Many of the building blocks of Tolman's map have already been discovered, and we are beginning to understand how the brain produces and places them. The system for representing space is now one of the most understood neural networks in the mammalian cerebral cortex. We are beginning to identify the algorithms used by it, and these will help us decipher the neural codes used by the brain for navigation.
As is the case in many other areas of research, new findings raise new questions. We know that there is an internal map in the brain, but we still do not sufficiently understand how the various components of the map work together and yield a consistent representation of location, while information is read by other systems in the brain that decide where to go and how to get there.
There are many more questions. Is the spatial network in the hippocampus and the entorhinal cortex limited to navigation only in the immediate environment? In rodents, we tested it in limited areas with a radius of only a few meters. Are grid cells and place cells also used for long-range navigation, for example when bats migrate for distances of hundreds or thousands of kilometers?
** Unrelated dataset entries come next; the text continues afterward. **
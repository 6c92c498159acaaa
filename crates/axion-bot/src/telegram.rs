//! Telegram Bot API: inbound update types and the outbound messaging client

use axion_core::{Keyboard, ParseMode, Reply};
use serde::{Deserialize, Serialize};
use std::future::Future;
use std::sync::Arc;
use std::time::Duration;
use thiserror::Error;
use tracing::debug;

/// One inbound webhook event
#[derive(Debug, Clone, Deserialize)]
pub struct Update {
    #[serde(default)]
    pub update_id: Option<i64>,
    #[serde(default)]
    pub message: Option<Message>,
    #[serde(default)]
    pub callback_query: Option<CallbackQuery>,
}

#[derive(Debug, Clone, Deserialize)]
pub struct Message {
    #[serde(default)]
    pub message_id: i64,
    pub chat: Chat,
    #[serde(default)]
    pub text: Option<String>,
}

#[derive(Debug, Clone, Deserialize)]
pub struct Chat {
    pub id: i64,
}

/// A control activation on a message the bot sent
#[derive(Debug, Clone, Deserialize)]
pub struct CallbackQuery {
    pub id: String,
    #[serde(default)]
    pub data: Option<String>,
    /// Absent for controls on inline-mode messages
    #[serde(default)]
    pub message: Option<Message>,
}

#[derive(Error, Debug)]
pub enum TelegramError {
    #[error("Request failed: {0}")]
    Transport(#[from] reqwest::Error),
    #[error("{method} rejected: {description}")]
    Api {
        method: &'static str,
        description: String,
    },
}

/// Outbound messaging operations
///
/// These are best-effort: callers log failures and carry on, so nothing
/// should depend on a call having succeeded.
pub trait Messenger: Send + Sync {
    /// Send a new message to a chat
    fn send_message(
        &self,
        chat_id: i64,
        reply: &Reply,
    ) -> impl Future<Output = Result<(), TelegramError>> + Send;

    /// Replace the text and controls of an existing message
    fn edit_message(
        &self,
        chat_id: i64,
        message_id: i64,
        reply: &Reply,
    ) -> impl Future<Output = Result<(), TelegramError>> + Send;

    /// Acknowledge a control activation, optionally with a short toast
    fn answer_callback(
        &self,
        callback_id: &str,
        text: Option<&str>,
    ) -> impl Future<Output = Result<(), TelegramError>> + Send;
}

#[derive(Serialize)]
struct SendMessageRequest<'a> {
    chat_id: i64,
    text: &'a str,
    #[serde(skip_serializing_if = "Option::is_none")]
    parse_mode: Option<ParseMode>,
    #[serde(skip_serializing_if = "Option::is_none")]
    reply_markup: Option<&'a Keyboard>,
    disable_web_page_preview: bool,
}

#[derive(Serialize)]
struct EditMessageRequest<'a> {
    chat_id: i64,
    message_id: i64,
    text: &'a str,
    #[serde(skip_serializing_if = "Option::is_none")]
    parse_mode: Option<ParseMode>,
    #[serde(skip_serializing_if = "Option::is_none")]
    reply_markup: Option<&'a Keyboard>,
    disable_web_page_preview: bool,
}

#[derive(Serialize)]
struct AnswerCallbackRequest<'a> {
    callback_query_id: &'a str,
    #[serde(skip_serializing_if = "Option::is_none")]
    text: Option<&'a str>,
}

/// Envelope of every Bot API response
#[derive(Deserialize)]
struct ApiResponse {
    ok: bool,
    #[serde(default)]
    description: Option<String>,
}

/// Bot API client
#[derive(Clone)]
pub struct TelegramClient {
    client: reqwest::Client,
    /// `{api_base}/bot{token}`
    endpoint: Arc<str>,
}

impl TelegramClient {
    pub fn new(api_base: &str, token: &str, timeout: Duration) -> Result<Self, TelegramError> {
        let client = reqwest::Client::builder().timeout(timeout).build()?;
        let endpoint = format!("{}/bot{}", api_base.trim_end_matches('/'), token);

        Ok(Self {
            client,
            endpoint: endpoint.into(),
        })
    }

    async fn call<T: Serialize>(&self, method: &'static str, body: &T) -> Result<(), TelegramError> {
        let url = format!("{}/{}", self.endpoint, method);
        let response = self.client.post(&url).json(body).send().await?;
        let status = response.status();
        let envelope: ApiResponse = response.json().await?;

        if !envelope.ok {
            return Err(TelegramError::Api {
                method,
                description: envelope
                    .description
                    .unwrap_or_else(|| format!("status {}", status)),
            });
        }

        debug!(method, "Bot API call succeeded");
        Ok(())
    }
}

impl Messenger for TelegramClient {
    async fn send_message(&self, chat_id: i64, reply: &Reply) -> Result<(), TelegramError> {
        let request = SendMessageRequest {
            chat_id,
            text: &reply.text,
            parse_mode: reply.parse_mode,
            reply_markup: reply.keyboard.as_ref(),
            disable_web_page_preview: reply.disable_preview,
        };
        self.call("sendMessage", &request).await
    }

    async fn edit_message(
        &self,
        chat_id: i64,
        message_id: i64,
        reply: &Reply,
    ) -> Result<(), TelegramError> {
        let request = EditMessageRequest {
            chat_id,
            message_id,
            text: &reply.text,
            parse_mode: reply.parse_mode,
            reply_markup: reply.keyboard.as_ref(),
            disable_web_page_preview: reply.disable_preview,
        };
        self.call("editMessageText", &request).await
    }

    async fn answer_callback(&self, callback_id: &str, text: Option<&str>) -> Result<(), TelegramError> {
        let request = AnswerCallbackRequest {
            callback_query_id: callback_id,
            text,
        };
        self.call("answerCallbackQuery", &request).await
    }
}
And finally, we wonder how the grid cells appear, whether there is a critical period for their formation in the animal's development, and whether it is possible to find place cells and grid cells in other vertebrates and invertebrates as well. If invertebrates use such cells, the finding would indicate that evolution has been using spatial mapping systems for hundreds of millions of years. The brain's GPS will continue to be a rich source of ideas for new studies that will occupy generations of scientists for decades to come.